5. Create consequences
After everything, and your friend still isn’t making you feel great or supporting you, make it clear that you will no longer accept certain behaviors. For example, if they refuse to take accountability for their actions, say strongly and clearly, “I don’t like how you treat me, and if you continue to disrespect me, we can no longer be friends”. In this example, you are assertively explaining your boundaries, feelings, and resulting consequence.
6. Limit your expectations
When you set boundaries, the people in your life may not respond how you like, but their response is an indicator that reveals more about their character than yours. Continue voicing your concerns and what you need to feel comfortable in your relationships. You have every right to end friendships for your physical and emotional wellbeing.
Signs You Need to Move On (and Tips to Help)
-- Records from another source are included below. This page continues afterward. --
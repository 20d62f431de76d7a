//! Impulse Physics – collision detection and constraint solving for 3-D rigid bodies.
//!
//! The crate is organised the way a step flows: a dynamic AABB tree feeds
//! candidate pairs to the narrow phase, whose persistent contact manifolds and
//! the registered joints are then resolved by a warm-started sequential
//! impulse solver. [`PhysicsWorld`] ties the stages together behind a small
//! object-management API.

pub mod collision;
pub mod config;
pub mod core;
pub mod dynamics;
pub mod error;
pub mod utils;
pub mod world;

pub use glam::{Mat3, Quat, Vec3};

pub use collision::{
    broadphase::{BroadPhase, BroadPhaseEvents},
    contact::{ContactManifold, ContactPoint, ContactPointInfo},
    detection::{CollisionDetection, CollisionEventListener},
    narrowphase::{NarrowPhase, NarrowPhaseAlgorithm},
    pair::{OverlappingPair, PairKey},
};
pub use config::{PositionCorrection, WorldConfig};
pub use core::{
    aabb::Aabb,
    mesh::{HeightField, Triangle, TriangleMesh},
    rigidbody::{BodyHandle, RigidBody, RigidBodyBuilder},
    shape::{CollisionShape, ShapeType},
    types::{MassProperties, Material, Transform, Velocity},
};
pub use dynamics::{
    joints::{Joint, JointAnchors, JointDesc, JointHandle, JointKind},
    solver::{ConstraintSolver, SolverStepMetrics},
};
pub use error::{PhysicsError, Result};
pub use utils::allocator::{Arena, Handle};
pub use world::PhysicsWorld;
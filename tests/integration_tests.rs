use approx::assert_abs_diff_eq;
use impulse_physics::*;

fn ground(world: &mut PhysicsWorld) -> BodyHandle {
    world
        .add_body(
            RigidBody::builder(CollisionShape::cuboid(Vec3::new(5.0, 0.5, 5.0)))
                .position(Vec3::new(0.0, -0.5, 0.0))
                .fixed()
                .build(),
        )
        .unwrap()
}

#[test]
fn bodies_fall_under_gravity() {
    let mut world = PhysicsWorld::new(1.0 / 60.0);
    let body = world
        .add_body(
            RigidBody::builder(CollisionShape::sphere(0.5))
                .position(Vec3::new(0.0, 10.0, 0.0))
                .build(),
        )
        .unwrap();

    world.step(1.0 / 60.0);

    let position_y = world.body(body).expect("body should exist").position().y;
    assert!(position_y < 10.0, "body should start falling, y = {}", position_y);
}

#[test]
fn sphere_settles_on_static_box() {
    let mut world = PhysicsWorld::default();
    ground(&mut world);
    let ball = world
        .add_body(
            RigidBody::builder(CollisionShape::sphere(0.5))
                .position(Vec3::new(0.0, 1.5, 0.0))
                .build(),
        )
        .unwrap();

    for _ in 0..300 {
        world.step_once();
    }

    let body = world.body(ball).unwrap();
    let slop = world.config().contact_slop;
    assert!(body.position().y > 0.5 - slop - 0.01, "sank to {}", body.position().y);
    assert!(body.position().y < 0.52, "floating at {}", body.position().y);
    assert!(body.velocity.linear.length() < 0.05);
    assert!(world.metrics().normal_impulse_sum > 0.0);
}

#[test]
fn restitution_bounces_ball() {
    let mut world = PhysicsWorld::default();
    ground(&mut world);
    let ball = world
        .add_body(
            RigidBody::builder(CollisionShape::sphere(0.5))
                .position(Vec3::new(0.0, 3.0, 0.0))
                .material(Material::rubber())
                .build(),
        )
        .unwrap();

    let mut bounced = false;
    for _ in 0..120 {
        world.step_once();
        if world.body(ball).unwrap().velocity.linear.y > 1.0 {
            bounced = true;
            break;
        }
    }
    assert!(bounced);
}

#[test]
fn static_bodies_do_not_move() {
    let mut world = PhysicsWorld::default();
    let floor = ground(&mut world);
    world
        .add_body(
            RigidBody::builder(CollisionShape::cuboid(Vec3::splat(0.5)))
                .position(Vec3::new(0.0, 0.45, 0.0))
                .build(),
        )
        .unwrap();
    for _ in 0..30 {
        world.step_once();
    }
    let body = world.body(floor).unwrap();
    assert_eq!(body.position(), Vec3::new(0.0, -0.5, 0.0));
    assert_eq!(body.velocity.linear, Vec3::ZERO);
}

#[test]
fn stale_handles_never_resolve() {
    let mut world = PhysicsWorld::default();
    let first = world
        .add_body(RigidBody::builder(CollisionShape::sphere(1.0)).build())
        .unwrap();
    world.remove_body(first).unwrap();
    let second = world
        .add_body(RigidBody::builder(CollisionShape::sphere(2.0)).build())
        .unwrap();

    assert_eq!(first.index(), second.index());
    assert!(world.body(first).is_none());
    assert!(world.body(second).is_some());
    assert!(matches!(
        world.remove_body(first),
        Err(PhysicsError::UnknownBody(handle)) if handle == first
    ));
    assert_eq!(
        world.add_no_collision_pair(first, second),
        Err(PhysicsError::UnknownBody(first))
    );
}

#[test]
fn world_config_round_trips_gravity() {
    let config = WorldConfig {
        gravity: Vec3::new(0.0, -1.62, 0.0),
        ..WorldConfig::default()
    };
    let mut world = PhysicsWorld::with_config(config).unwrap();
    let body = world
        .add_body(
            RigidBody::builder(CollisionShape::sphere(0.5))
                .damping(0.0, 0.0)
                .build(),
        )
        .unwrap();
    world.step_once();
    let dt = world.config().time_step;
    assert_abs_diff_eq!(world.body(body).unwrap().velocity.linear.y, -1.62 * dt, epsilon = 1e-6);

    world.set_gravity(Vec3::ZERO);
    world.step_once();
    assert_abs_diff_eq!(world.body(body).unwrap().velocity.linear.y, -1.62 * dt, epsilon = 1e-6);
}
There are several reasons why you may need to consider cutting ties, but the most important indicator is evaluating how you feel around them. For example, if a friend regularly demeans you and you feel your confidence has taken a hit, your friendship probably isn’t worth maintaining. Additionally, if you feel nervous, anxious, or generally unsettled, these are all red flags that it’s time to move on. To do so, follow these tips;
- Set boundaries, maintain them, and communicate consequences
- If your friends are not respecting them, communicate your emotions clearly and indicate why you are ending the relationship
- Afterward, spend time soothing and taking care of yourself. For example, spend time with loved ones, meditate and journal, fill your life with things that brighten your soul, and consider speaking to a mental health professional. They will help you heal subconscious wounds, build your self-value, and prepare you for healthier and more loving relationships
Learning how to set healthy boundaries with a toxic friend can feel intimidating. However, any friend worth keeping will respect your boundaries, and your friendship will grow as a result. Yet if it’s time to cut ties with this person, know that what you’re doing is what’s best for yourself, emotionally and physically. After all, you deserve a network that uplifts, supports, and encourages you to be and achieve your best.